### Assignment
Once the line with "the menu from" is found in the entries below, repeat that line and every one after it exactly, ending at the last.

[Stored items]
===============

//! Build script to inject version and git SHA at compile time.
//!
//! Environment variables (set by CI or fall back to defaults):
//! - CONSOLE_VERSION: Version string (defaults to CARGO_PKG_VERSION)
//! - CONSOLE_GIT_SHA: Git commit SHA (defaults to git rev-parse or "unknown")

use std::process::Command;

fn main() {
    let version = std::env::var("CONSOLE_VERSION").unwrap_or_else(|_| {
        std::env::var("CARGO_PKG_VERSION").unwrap_or_else(|_| "unknown".into())
    });
    println!("cargo:rustc-env=CONSOLE_VERSION={}", version);

    // Prefer CONSOLE_GIT_SHA, then GITHUB_SHA, then the git command
    let git_sha = std::env::var("CONSOLE_GIT_SHA")
        .or_else(|_| {
            std::env::var("GITHUB_SHA").map(|s| s.chars().take(7).collect::<String>())
        })
        .unwrap_or_else(|_| get_git_sha());
    println!("cargo:rustc-env=CONSOLE_GIT_SHA={}", git_sha);

    println!("cargo:rerun-if-env-changed=CONSOLE_VERSION");
    println!("cargo:rerun-if-env-changed=CONSOLE_GIT_SHA");
    println!("cargo:rerun-if-env-changed=GITHUB_SHA");
}

fn get_git_sha() -> String {
    Command::new("git")
        .args(["rev-parse", "--short", "HEAD"])
        .output()
        .ok()
        .and_then(|o| {
            if o.status.success() {
                String::from_utf8(o.stdout)
                    .ok()
                    .map(|s| s.trim().to_string())
            } else {
                None
            }
        })
        .unwrap_or_else(|| "unknown".into())
}
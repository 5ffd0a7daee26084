//! Navigation-menu payload and the source it is fetched from.

use async_trait::async_trait;
use serde::{Deserialize, Serialize};
use serde_json::{Map, Value};

use crate::http::{HttpClient, TransportError};

/// Envelope code of a successful menu response
pub const MENU_SUCCESS_CODE: i64 = 0;

/// One node of the server menu: a group (non-empty `list`) or a leaf
#[derive(Debug, Clone, Default, PartialEq, Serialize, Deserialize)]
#[serde(rename_all = "camelCase")]
pub struct MenuEntry {
    #[serde(default, skip_serializing_if = "Option::is_none")]
    pub menu_id: Option<i64>,
    #[serde(default, skip_serializing_if = "Option::is_none")]
    pub name: Option<String>,
    #[serde(default, skip_serializing_if = "Option::is_none")]
    pub url: Option<String>,
    #[serde(default, skip_serializing_if = "Option::is_none")]
    pub list: Option<Vec<MenuEntry>>,
    /// parentId, perms, icon, orderNum, ... kept verbatim
    #[serde(flatten)]
    pub extra: Map<String, Value>,
}

impl MenuEntry {
    pub fn leaf(menu_id: i64, name: &str, url: &str) -> Self {
        Self {
            menu_id: Some(menu_id),
            name: Some(name.to_string()),
            url: Some(url.to_string()),
            ..Self::default()
        }
    }

    pub fn group(name: &str, list: Vec<MenuEntry>) -> Self {
        Self {
            name: Some(name.to_string()),
            list: Some(list),
            ..Self::default()
        }
    }

    pub fn children(&self) -> &[MenuEntry] {
        self.list.as_deref().unwrap_or_default()
    }

    pub fn is_group(&self) -> bool {
        !self.children().is_empty()
    }
}

/// Response envelope of the menu endpoint
#[derive(Debug, Clone, Default, PartialEq, Serialize, Deserialize)]
#[serde(rename_all = "camelCase")]
pub struct NavMenu {
    #[serde(default)]
    pub code: Option<i64>,
    #[serde(default)]
    pub menu_list: Option<Vec<MenuEntry>>,
    #[serde(default)]
    pub permissions: Option<Vec<String>>,
}

impl NavMenu {
    pub fn is_success(&self) -> bool {
        self.code == Some(MENU_SUCCESS_CODE)
    }

    pub fn entries(&self) -> &[MenuEntry] {
        self.menu_list.as_deref().unwrap_or_default()
    }
}

/// Where the guard gets the menu from
#[async_trait]
pub trait MenuSource: Send + Sync {
    async fn fetch_nav_menu(&self) -> Result<NavMenu, TransportError>;
}

#[async_trait]
impl MenuSource for HttpClient {
    async fn fetch_nav_menu(&self) -> Result<NavMenu, TransportError> {
        let action = self.config().menu_nav_path.clone();
        let response = self.get(&action, Value::Null).await?;
        response.json()
    }
}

===============

### Result
/// Where the guard gets the menu from
#[async_trait]
pub trait MenuSource: Send + Sync {
    async fn fetch_nav_menu(&self) -> Result<NavMenu, TransportError>;
}

#[async_trait]
impl MenuSource for HttpClient {
    async fn fetch_nav_menu(&self) -> Result<NavMenu, TransportError> {
        let action = self.config().menu_nav_path.clone();
        let response = self.get(&action, Value::Null).await?;
        response.json()
    }
}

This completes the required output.